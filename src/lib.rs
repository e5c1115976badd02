// file: src/lib.rs
// description: library entry point and public api exports
// reference: rust library patterns
#![doc = include_str!(concat!(env!("CARGO_MANIFEST_DIR"), "/readme.md"))]

pub mod analysis;
pub mod config;
pub mod embedding;
pub mod error;
pub mod exporter;
pub mod models;
pub mod parser;
pub mod pipeline;
pub mod repository;
pub mod utils;

pub use analysis::{RelevanceRanker, SectionChunker, SubsectionRefiner};
pub use config::{
    Config, EmbeddingConfig, EmbeddingProviderKind, InputConfig, PipelineConfig, RankingConfig,
    StructureConfig, StyleSampling,
};
pub use embedding::{
    Embedder, HashingEmbedder, HttpEmbeddingClient, OnnxEmbedder, build_embedder,
};
pub use error::{PipelineError, Result};
pub use exporter::JsonExporter;
pub use models::{
    Chunk, DocumentSection, ExtractedSection, FinalOutput, PersonaInput, RunMetadata,
    ScoredChunk, SubsectionAnalysis,
};
pub use parser::{
    DocumentLayout, DocumentStructureParser, LayoutExtractor, PdfLayoutExtractor,
};
pub use pipeline::{PipelineOrchestrator, PipelineRun, PipelineStats, ProgressTracker};
pub use repository::{DocumentScanner, ScannedDocument, total_size};
pub use utils::{HealthCheck, HealthReport, HealthStatus, OperationTimer, Validator};

#[cfg(test)]
mod tests {
    use super::*;

    #[test]
    fn test_library_exports() {
        let config = Config::default_config();
        assert!(config.validate().is_ok());
        let _chunker = SectionChunker::new(config.ranking.chunk_target_word_count);
        let _parser = DocumentStructureParser::new(config.structure.clone());
    }
}
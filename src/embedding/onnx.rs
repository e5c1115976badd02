// file: src/embedding/onnx.rs
// description: local sentence-transformer embeddings through onnx runtime
// reference: https://docs.rs/ort

use crate::config::EmbeddingConfig;
use crate::embedding::Embedder;
use crate::error::{PipelineError, Result};
use async_trait::async_trait;
use ort::session::{Session, builder::GraphOptimizationLevel};
use ort::value::Tensor;
use std::path::Path;
use std::sync::{Arc, Mutex};
use std::time::Duration;
use tokenizers::Tokenizer;
use tracing::{debug, info};

const MODEL_FILE: &str = "model.onnx";
const TOKENIZER_FILE: &str = "tokenizer.json";

struct OnnxModel {
    session: Mutex<Session>,
    tokenizer: Tokenizer,
    max_length: usize,
}

/// Mean-pooled, L2-normalised sentence embeddings from a local ONNX export
/// (all-MiniLM-L6-v2 by default).
pub struct OnnxEmbedder {
    model: Arc<OnnxModel>,
    dimensions: usize,
}

impl OnnxEmbedder {
    /// Loads `model.onnx` and `tokenizer.json` from `embedding.cache_dir`,
    /// downloading them first when missing and `allow_download` is set.
    pub async fn load(config: &EmbeddingConfig) -> Result<Self> {
        info!("Initializing ONNX embedder with model: {}", config.model);

        let model_path = config.cache_dir.join(MODEL_FILE);
        let tokenizer_path = config.cache_dir.join(TOKENIZER_FILE);

        for (path, remote) in [
            (&model_path, format!("onnx/{MODEL_FILE}")),
            (&tokenizer_path, TOKENIZER_FILE.to_string()),
        ] {
            if path.exists() {
                continue;
            }
            if !config.allow_download {
                return Err(PipelineError::Embedding(format!(
                    "{} not found and downloads are disabled",
                    path.display()
                )));
            }
            let url = model_file_url(&config.model, &remote);
            download(&url, path, Duration::from_secs(config.request_timeout_secs)).await?;
        }

        let max_length = config.max_length;
        let model = tokio::task::spawn_blocking(move || {
            OnnxModel::from_files(&model_path, &tokenizer_path, max_length)
        })
        .await
        .map_err(|e| PipelineError::Task(format!("loading onnx model failed: {}", e)))??;

        info!("ONNX embedder initialized successfully");
        Ok(Self {
            model: Arc::new(model),
            dimensions: config.dimensions,
        })
    }
}

impl OnnxModel {
    fn from_files(model_path: &Path, tokenizer_path: &Path, max_length: usize) -> Result<Self> {
        let session = Session::builder()
            .map_err(|e| embedding_error("Failed to create session builder", e))?
            .with_optimization_level(GraphOptimizationLevel::Level3)
            .map_err(|e| embedding_error("Failed to set optimization level", e))?
            .with_intra_threads(4)
            .map_err(|e| embedding_error("Failed to set threads", e))?
            .commit_from_file(model_path)
            .map_err(|e| embedding_error("Failed to load model", e))?;

        let tokenizer = Tokenizer::from_file(tokenizer_path)
            .map_err(|e| embedding_error("Failed to load tokenizer", e))?;

        Ok(Self {
            session: Mutex::new(session),
            tokenizer,
            max_length,
        })
    }

    fn embed_batch(&self, texts: &[String]) -> Result<Vec<Vec<f32>>> {
        if texts.is_empty() {
            return Ok(Vec::new());
        }
        let batch_size = texts.len();

        let encodings = self
            .tokenizer
            .encode_batch(texts.to_vec(), true)
            .map_err(|e| embedding_error("Tokenization failed", e))?;

        let seq_len = encodings
            .iter()
            .map(|e| e.get_ids().len())
            .max()
            .unwrap_or(0)
            .min(self.max_length);

        let mut input_ids = vec![0i64; batch_size * seq_len];
        let mut attention_mask = vec![0i64; batch_size * seq_len];
        let mut token_type_ids = vec![0i64; batch_size * seq_len];

        for (row, encoding) in encodings.iter().enumerate() {
            let offset = row * seq_len;
            let tokens = encoding
                .get_ids()
                .iter()
                .zip(encoding.get_attention_mask())
                .zip(encoding.get_type_ids())
                .take(seq_len);
            for (column, ((&id, &mask), &kind)) in tokens.enumerate() {
                input_ids[offset + column] = i64::from(id);
                attention_mask[offset + column] = i64::from(mask);
                token_type_ids[offset + column] = i64::from(kind);
            }
        }

        let shape = vec![batch_size, seq_len];
        let inputs = vec![
            ("input_ids", tensor(&shape, input_ids)?.into_dyn()),
            ("attention_mask", tensor(&shape, attention_mask.clone())?.into_dyn()),
            ("token_type_ids", tensor(&shape, token_type_ids)?.into_dyn()),
        ];

        let mut session = self
            .session
            .lock()
            .map_err(|_| PipelineError::Embedding("onnx session lock poisoned".to_string()))?;
        let outputs = session
            .run(inputs)
            .map_err(|e| embedding_error("Inference failed", e))?;

        let named: Vec<_> = outputs.iter().collect();
        let hidden = named
            .iter()
            .find(|(name, _)| *name == "last_hidden_state")
            .or_else(|| named.first())
            .map(|(_, value)| value)
            .ok_or_else(|| PipelineError::Embedding("No output tensor".to_string()))?;

        let (shape, data) = hidden
            .try_extract_tensor::<f32>()
            .map_err(|e| embedding_error("Failed to extract tensor", e))?;
        let dims: Vec<usize> = shape.iter().map(|&d| d as usize).collect();
        let hidden_size = dims.get(2).copied().unwrap_or(0);
        debug!(
            "Ran onnx inference on {} texts ({} tokens, {} hidden)",
            batch_size, seq_len, hidden_size
        );

        Ok(mean_pool(data, &attention_mask, batch_size, seq_len, hidden_size))
    }
}

#[async_trait]
impl Embedder for OnnxEmbedder {
    async fn embed_one(&self, text: &str) -> Result<Vec<f32>> {
        self.embed_many(&[text.to_string()])
            .await?
            .pop()
            .ok_or_else(|| PipelineError::Embedding("Empty embedding result".to_string()))
    }

    async fn embed_many(&self, texts: &[String]) -> Result<Vec<Vec<f32>>> {
        let model = Arc::clone(&self.model);
        let texts = texts.to_vec();
        tokio::task::spawn_blocking(move || model.embed_batch(&texts))
            .await
            .map_err(|e| PipelineError::Task(format!("onnx inference task failed: {}", e)))?
    }

    fn dimensions(&self) -> usize {
        self.dimensions
    }

    fn name(&self) -> &str {
        "onnx"
    }
}

/// Attention-masked mean over the token axis of a `[batch, seq_len, hidden]`
/// tensor, then L2 normalisation. Rows with no attended tokens stay zero.
pub fn mean_pool(
    hidden: &[f32],
    mask: &[i64],
    batch_size: usize,
    seq_len: usize,
    hidden_size: usize,
) -> Vec<Vec<f32>> {
    let mut embeddings = Vec::with_capacity(batch_size);

    for row in 0..batch_size {
        let mut sum = vec![0.0f32; hidden_size];
        let mut count = 0.0f32;

        for token in 0..seq_len {
            let weight = mask.get(row * seq_len + token).copied().unwrap_or(0) as f32;
            if weight <= 0.0 {
                continue;
            }
            let start = (row * seq_len + token) * hidden_size;
            if let Some(values) = hidden.get(start..start + hidden_size) {
                for (total, value) in sum.iter_mut().zip(values) {
                    *total += value * weight;
                }
                count += weight;
            }
        }

        if count > 0.0 {
            sum.iter_mut().for_each(|value| *value /= count);
        }

        let norm = sum.iter().map(|x| x * x).sum::<f32>().sqrt();
        if norm > 0.0 {
            sum.iter_mut().for_each(|value| *value /= norm);
        }

        embeddings.push(sum);
    }

    embeddings
}

fn tensor(shape: &[usize], values: Vec<i64>) -> Result<Tensor<i64>> {
    Tensor::from_array((shape.to_vec(), values.into_boxed_slice()))
        .map_err(|e| embedding_error("Input tensor creation failed", e))
}

fn embedding_error(context: &str, error: impl std::fmt::Display) -> PipelineError {
    PipelineError::Embedding(format!("{}: {}", context, error))
}

/// Bare model names resolve under the sentence-transformers organisation.
fn model_file_url(model: &str, file: &str) -> String {
    let repository = if model.contains('/') {
        model.to_string()
    } else {
        format!("sentence-transformers/{model}")
    };
    format!("https://huggingface.co/{repository}/resolve/main/{file}")
}

async fn download(url: &str, path: &Path, timeout: Duration) -> Result<()> {
    info!("Downloading {} to {}", url, path.display());

    let client = reqwest::Client::builder()
        .timeout(timeout)
        .build()
        .map_err(|e| embedding_error("Failed to build download client", e))?;

    let response = client
        .get(url)
        .send()
        .await
        .map_err(|e| embedding_error("Download failed", e))?;
    if !response.status().is_success() {
        return Err(PipelineError::Embedding(format!(
            "Download of {} failed: HTTP {}",
            url,
            response.status()
        )));
    }

    let bytes = response
        .bytes()
        .await
        .map_err(|e| embedding_error("Failed to read download", e))?;

    if let Some(parent) = path.parent() {
        tokio::fs::create_dir_all(parent)
            .await
            .map_err(|e| PipelineError::FileOperation {
                path: parent.to_path_buf(),
                source: e,
            })?;
    }

    let partial = path.with_extension("part");
    tokio::fs::write(&partial, &bytes)
        .await
        .map_err(|e| PipelineError::FileOperation {
            path: partial.clone(),
            source: e,
        })?;
    tokio::fs::rename(&partial, path)
        .await
        .map_err(|e| PipelineError::FileOperation {
            path: path.to_path_buf(),
            source: e,
        })?;

    info!("Downloaded {} ({} bytes)", path.display(), bytes.len());
    Ok(())
}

__What the task asks__
State the number of lines in the data that include the string "crate", and add nothing else.

__The answer__
3